//! # Paced Scheduler
//!
//! Fires a [`TickHandler`] at a fixed rate measured start to start, with a
//! drop-oldest policy: while the previous tick's work is still running, new
//! boundaries are skipped and counted instead of queued. At most one tick's
//! work is ever in flight.
//!
//! `stop()` cancels the pacing loop, aborts in-flight work and waits for the
//! loop task, so no tick fires after it returns.

use std::sync::Arc;
use std::sync::Mutex;
use std::sync::atomic::{AtomicU64, Ordering};
use std::time::Duration;

use async_trait::async_trait;
use tokio::task::JoinHandle;
use tokio::time::MissedTickBehavior;
use tokio_util::sync::CancellationToken;
use tracing::{debug, info, warn};

use crate::error::{WatchError, WatchResult};

/// Work run once per tick.
#[async_trait]
pub trait TickHandler: Send + Sync + 'static {
    /// `tick` starts at 1 and increases by one per fired tick.
    async fn on_tick(&self, tick: u64);
}

#[derive(Debug, Default)]
struct Counters {
    fired: AtomicU64,
    skipped: AtomicU64,
}

struct Running {
    cancel: CancellationToken,
    handle: JoinHandle<()>,
}

/// Fixed-rate tick source.
pub struct PacedScheduler {
    period: Duration,
    handler: Arc<dyn TickHandler>,
    counters: Arc<Counters>,
    running: Mutex<Option<Running>>,
}

impl PacedScheduler {
    pub fn new(frame_rate_hz: u32, handler: Arc<dyn TickHandler>) -> Self {
        Self::with_period(
            Duration::from_secs_f64(1.0 / frame_rate_hz.max(1) as f64),
            handler,
        )
    }

    pub fn with_period(period: Duration, handler: Arc<dyn TickHandler>) -> Self {
        Self {
            period,
            handler,
            counters: Arc::new(Counters::default()),
            running: Mutex::new(None),
        }
    }

    pub fn period(&self) -> Duration {
        self.period
    }

    /// Spawn the pacing loop. The first tick fires immediately.
    pub fn start(&self) -> WatchResult<()> {
        let mut running = self.lock();
        if running.is_some() {
            return Err(WatchError::already_running("scheduler running"));
        }
        let cancel = CancellationToken::new();
        let handle = tokio::spawn(pacing_loop(
            self.period,
            self.handler.clone(),
            self.counters.clone(),
            cancel.clone(),
        ));
        *running = Some(Running { cancel, handle });
        info!(period_ms = self.period.as_millis() as u64, "scheduler started");
        Ok(())
    }

    /// Stop ticking. Returns once the loop and any in-flight tick are gone.
    pub async fn stop(&self) {
        let Some(running) = self.lock().take() else {
            return;
        };
        running.cancel.cancel();
        if let Err(e) = running.handle.await {
            if !e.is_cancelled() {
                warn!("scheduler loop ended abnormally: {}", e);
            }
        }
        info!(
            fired = self.fired(),
            skipped = self.skipped(),
            "scheduler stopped"
        );
    }

    pub fn is_running(&self) -> bool {
        self.lock().is_some()
    }

    /// Ticks whose work was started.
    pub fn fired(&self) -> u64 {
        self.counters.fired.load(Ordering::Relaxed)
    }

    /// Boundaries dropped because the previous tick was still busy.
    pub fn skipped(&self) -> u64 {
        self.counters.skipped.load(Ordering::Relaxed)
    }

    fn lock(&self) -> std::sync::MutexGuard<'_, Option<Running>> {
        self.running.lock().unwrap_or_else(|poisoned| poisoned.into_inner())
    }
}

impl Drop for PacedScheduler {
    fn drop(&mut self) {
        if let Some(running) = self.lock().take() {
            running.cancel.cancel();
            running.handle.abort();
        }
    }
}

async fn pacing_loop(
    period: Duration,
    handler: Arc<dyn TickHandler>,
    counters: Arc<Counters>,
    cancel: CancellationToken,
) {
    let mut ticker = tokio::time::interval(period);
    ticker.set_missed_tick_behavior(MissedTickBehavior::Skip);

    let mut in_flight: Option<JoinHandle<()>> = None;
    let mut tick = 0u64;

    loop {
        tokio::select! {
            biased;
            _ = cancel.cancelled() => break,
            _ = ticker.tick() => {
                if in_flight.as_ref().is_some_and(|h| !h.is_finished()) {
                    counters.skipped.fetch_add(1, Ordering::Relaxed);
                    debug!(tick, "previous tick still busy, boundary skipped");
                    continue;
                }
                tick += 1;
                counters.fired.fetch_add(1, Ordering::Relaxed);
                let handler = handler.clone();
                in_flight = Some(tokio::spawn(async move { handler.on_tick(tick).await }));
            }
        }
    }

    if let Some(work) = in_flight {
        work.abort();
        let _ = work.await;
    }
}

#[cfg(test)]
mod tests {
    use super::*;
    use std::sync::atomic::AtomicUsize;

    #[derive(Default)]
    struct Spy {
        calls: AtomicU64,
        active: AtomicUsize,
        max_active: AtomicUsize,
        busy_for: Duration,
    }

    #[async_trait]
    impl TickHandler for Spy {
        async fn on_tick(&self, _tick: u64) {
            self.calls.fetch_add(1, Ordering::SeqCst);
            let now = self.active.fetch_add(1, Ordering::SeqCst) + 1;
            self.max_active.fetch_max(now, Ordering::SeqCst);
            if !self.busy_for.is_zero() {
                tokio::time::sleep(self.busy_for).await;
            }
            self.active.fetch_sub(1, Ordering::SeqCst);
        }
    }

    #[tokio::test(start_paused = true)]
    async fn test_rate_matches_frequency() {
        let spy = Arc::new(Spy::default());
        let scheduler = PacedScheduler::new(5, spy.clone());
        scheduler.start().unwrap();
        tokio::time::sleep(Duration::from_secs(2)).await;
        scheduler.stop().await;

        let fired = spy.calls.load(Ordering::SeqCst);
        assert!((9..=11).contains(&fired), "fired {}", fired);
        assert_eq!(scheduler.skipped(), 0);
    }

    #[tokio::test(start_paused = true)]
    async fn test_drop_oldest_skips_busy_boundaries() {
        let spy = Arc::new(Spy {
            busy_for: Duration::from_millis(1100),
            ..Default::default()
        });
        let scheduler = PacedScheduler::new(5, spy.clone());
        scheduler.start().unwrap();
        tokio::time::sleep(Duration::from_secs(3)).await;
        scheduler.stop().await;

        assert_eq!(spy.max_active.load(Ordering::SeqCst), 1);
        assert!(scheduler.skipped() > 0);
        assert!(scheduler.fired() <= 4, "fired {}", scheduler.fired());
        let boundaries = scheduler.fired() + scheduler.skipped();
        assert!((14..=16).contains(&boundaries), "boundaries {}", boundaries);
    }

    #[tokio::test(start_paused = true)]
    async fn test_no_tick_after_stop() {
        let spy = Arc::new(Spy::default());
        let scheduler = PacedScheduler::new(10, spy.clone());
        scheduler.start().unwrap();
        tokio::time::sleep(Duration::from_millis(450)).await;
        scheduler.stop().await;
        let frozen = spy.calls.load(Ordering::SeqCst);
        assert!(frozen > 0);

        tokio::time::sleep(Duration::from_secs(2)).await;
        assert_eq!(spy.calls.load(Ordering::SeqCst), frozen);
        assert!(!scheduler.is_running());
    }

    #[tokio::test(start_paused = true)]
    async fn test_stop_aborts_in_flight_work() {
        let spy = Arc::new(Spy {
            busy_for: Duration::from_secs(3600),
            ..Default::default()
        });
        let scheduler = PacedScheduler::new(2, spy.clone());
        scheduler.start().unwrap();
        tokio::time::sleep(Duration::from_millis(10)).await;
        assert_eq!(spy.active.load(Ordering::SeqCst), 1);

        scheduler.stop().await;
        // The aborted tick never reaches its decrement.
        assert_eq!(spy.calls.load(Ordering::SeqCst), 1);
        assert_eq!(scheduler.fired(), 1);
    }

    #[tokio::test]
    async fn test_double_start_rejected_and_stop_idempotent() {
        let scheduler = PacedScheduler::new(1, Arc::new(Spy::default()));
        scheduler.start().unwrap();
        assert!(matches!(
            scheduler.start(),
            Err(WatchError::AlreadyRunning { .. })
        ));
        scheduler.stop().await;
        scheduler.stop().await;
        assert!(!scheduler.is_running());
    }
}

■ EXERCISE BRIEF:
The full listing is to be printed again exactly as it stands.

■ YOUR SOLUTION:
//! # Paced Scheduler
//!
//! Fires a [`TickHandler`] at a fixed rate measured start to start, with a
//! drop-oldest policy: while the previous tick's work is still running, new
//! boundaries are skipped and counted instead of queued. At most one tick's
//! work is ever in flight.
//!
//! `stop()` cancels the pacing loop, aborts in-flight work and waits for the
//! loop task, so no tick fires after it returns.

use std::sync::Arc;
use std::sync::Mutex;
use std::sync::atomic::{AtomicU64, Ordering};
use std::time::Duration;

use async_trait::async_trait;
use tokio::task::JoinHandle;
use tokio::time::MissedTickBehavior;
use tokio_util::sync::CancellationToken;
use tracing::{debug, info, warn};

use crate::error::{WatchError, WatchResult};

/// Work run once per tick.
#[async_trait]
pub trait TickHandler: Send + Sync + 'static {
    /// `tick` starts at 1 and increases by one per fired tick.
    async fn on_tick(&self, tick: u64);
}

#[derive(Debug, Default)]
struct Counters {
    fired: AtomicU64,
    skipped: AtomicU64,
}

struct Running {
    cancel: CancellationToken,
    handle: JoinHandle<()>,
}

/// Fixed-rate tick source.
pub struct PacedScheduler {
    period: Duration,
    handler: Arc<dyn TickHandler>,
    counters: Arc<Counters>,
    running: Mutex<Option<Running>>,
}

impl PacedScheduler {
    pub fn new(frame_rate_hz: u32, handler: Arc<dyn TickHandler>) -> Self {
        Self::with_period(
            Duration::from_secs_f64(1.0 / frame_rate_hz.max(1) as f64),
            handler,
        )
    }

    pub fn with_period(period: Duration, handler: Arc<dyn TickHandler>) -> Self {
        Self {
            period,
            handler,
            counters: Arc::new(Counters::default()),
            running: Mutex::new(None),
        }
    }

    pub fn period(&self) -> Duration {
        self.period
    }

    /// Spawn the pacing loop. The first tick fires immediately.
    pub fn start(&self) -> WatchResult<()> {
        let mut running = self.lock();
        if running.is_some() {
            return Err(WatchError::already_running("scheduler running"));
        }
        let cancel = CancellationToken::new();
        let handle = tokio::spawn(pacing_loop(
            self.period,
            self.handler.clone(),
            self.counters.clone(),
            cancel.clone(),
        ));
        *running = Some(Running { cancel, handle });
        info!(period_ms = self.period.as_millis() as u64, "scheduler started");
        Ok(())
    }

    /// Stop ticking. Returns once the loop and any in-flight tick are gone.
    pub async fn stop(&self) {
        let Some(running) = self.lock().take() else {
            return;
        };
        running.cancel.cancel();
        if let Err(e) = running.handle.await {
            if !e.is_cancelled() {
                warn!("scheduler loop ended abnormally: {}", e);
            }
        }
        info!(
            fired = self.fired(),
            skipped = self.skipped(),
            "scheduler stopped"
        );
    }

    pub fn is_running(&self) -> bool {
        self.lock().is_some()
    }

    /// Ticks whose work was started.
    pub fn fired(&self) -> u64 {
        self.counters.fired.load(Ordering::Relaxed)
    }

    /// Boundaries dropped because the previous tick was still busy.
    pub fn skipped(&self) -> u64 {
        self.counters.skipped.load(Ordering::Relaxed)
    }

    fn lock(&self) -> std::sync::MutexGuard<'_, Option<Running>> {
        self.running.lock().unwrap_or_else(|poisoned| poisoned.into_inner())
    }
}

impl Drop for PacedScheduler {
    fn drop(&mut self) {
        if let Some(running) = self.lock().take() {
            running.cancel.cancel();
            running.handle.abort();
        }
    }
}

async fn pacing_loop(
    period: Duration,
    handler: Arc<dyn TickHandler>,
    counters: Arc<Counters>,
    cancel: CancellationToken,
) {
    let mut ticker = tokio::time::interval(period);
    ticker.set_missed_tick_behavior(MissedTickBehavior::Skip);

    let mut in_flight: Option<JoinHandle<()>> = None;
    let mut tick = 0u64;

    loop {
        tokio::select! {
            biased;
            _ = cancel.cancelled() => break,
            _ = ticker.tick() => {
                if in_flight.as_ref().is_some_and(|h| !h.is_finished()) {
                    counters.skipped.fetch_add(1, Ordering::Relaxed);
                    debug!(tick, "previous tick still busy, boundary skipped");
                    continue;
                }
                tick += 1;
                counters.fired.fetch_add(1, Ordering::Relaxed);
                let handler = handler.clone();
                in_flight = Some(tokio::spawn(async move { handler.on_tick(tick).await }));
            }
        }
    }

    if let Some(work) = in_flight {
        work.abort();
        let _ = work.await;
    }
}

#[cfg(test)]
mod tests {
    use super::*;
    use std::sync::atomic::AtomicUsize;

    #[derive(Default)]
    struct Spy {
        calls: AtomicU64,
        active: AtomicUsize,
        max_active: AtomicUsize,
        busy_for: Duration,
    }

    #[async_trait]
    impl TickHandler for Spy {
        async fn on_tick(&self, _tick: u64) {
            self.calls.fetch_add(1, Ordering::SeqCst);
            let now = self.active.fetch_add(1, Ordering::SeqCst) + 1;
            self.max_active.fetch_max(now, Ordering::SeqCst);
            if !self.busy_for.is_zero() {
                tokio::time::sleep(self.busy_for).await;
            }
            self.active.fetch_sub(1, Ordering::SeqCst);
        }
    }

    #[tokio::test(start_paused = true)]
    async fn test_rate_matches_frequency() {
        let spy = Arc::new(Spy::default());
        let scheduler = PacedScheduler::new(5, spy.clone());
        scheduler.start().unwrap();
        tokio::time::sleep(Duration::from_secs(2)).await;
        scheduler.stop().await;

        let fired = spy.calls.load(Ordering::SeqCst);
        assert!((9..=11).contains(&fired), "fired {}", fired);
        assert_eq!(scheduler.skipped(), 0);
    }

    #[tokio::test(start_paused = true)]
    async fn test_drop_oldest_skips_busy_boundaries() {
        let spy = Arc::new(Spy {
            busy_for: Duration::from_millis(1100),
            ..Default::default()
        });
        let scheduler = PacedScheduler::new(5, spy.clone());
        scheduler.start().unwrap();
        tokio::time::sleep(Duration::from_secs(3)).await;
        scheduler.stop().await;

        assert_eq!(spy.max_active.load(Ordering::SeqCst), 1);
        assert!(scheduler.skipped() > 0);
        assert!(scheduler.fired() <= 4, "fired {}", scheduler.fired());
        let boundaries = scheduler.fired() + scheduler.skipped();
        assert!((14..=16).contains(&boundaries), "boundaries {}", boundaries);
    }

    #[tokio::test(start_paused = true)]
    async fn test_no_tick_after_stop() {
        let spy = Arc::new(Spy::default());
        let scheduler = PacedScheduler::new(10, spy.clone());
        scheduler.start().unwrap();
        tokio::time::sleep(Duration::from_millis(450)).await;
        scheduler.stop().await;
        let frozen = spy.calls.load(Ordering::SeqCst);
        assert!(frozen > 0);

        tokio::time::sleep(Duration::from_secs(2)).await;
        assert_eq!(spy.calls.load(Ordering::SeqCst), frozen);
        assert!(!scheduler.is_running());
    }

    #[tokio::test(start_paused = true)]
    async fn test_stop_aborts_in_flight_work() {
        let spy = Arc::new(Spy {
            busy_for: Duration::from_secs(3600),
            ..Default::default()
        });
        let scheduler = PacedScheduler::new(2, spy.clone());
        scheduler.start().unwrap();
        tokio::time::sleep(Duration::from_millis(10)).await;
        assert_eq!(spy.active.load(Ordering::SeqCst), 1);

        scheduler.stop().await;
        // The aborted tick never reaches its decrement.
        assert_eq!(spy.calls.load(Ordering::SeqCst), 1);
        assert_eq!(scheduler.fired(), 1);
    }

    #[tokio::test]
    async fn test_double_start_rejected_and_stop_idempotent() {
        let scheduler = PacedScheduler::new(1, Arc::new(Spy::default()));
        scheduler.start().unwrap();
        assert!(matches!(
            scheduler.start(),
            Err(WatchError::AlreadyRunning { .. })
        ));
        scheduler.stop().await;
        scheduler.stop().await;
        assert!(!scheduler.is_running());
    }
}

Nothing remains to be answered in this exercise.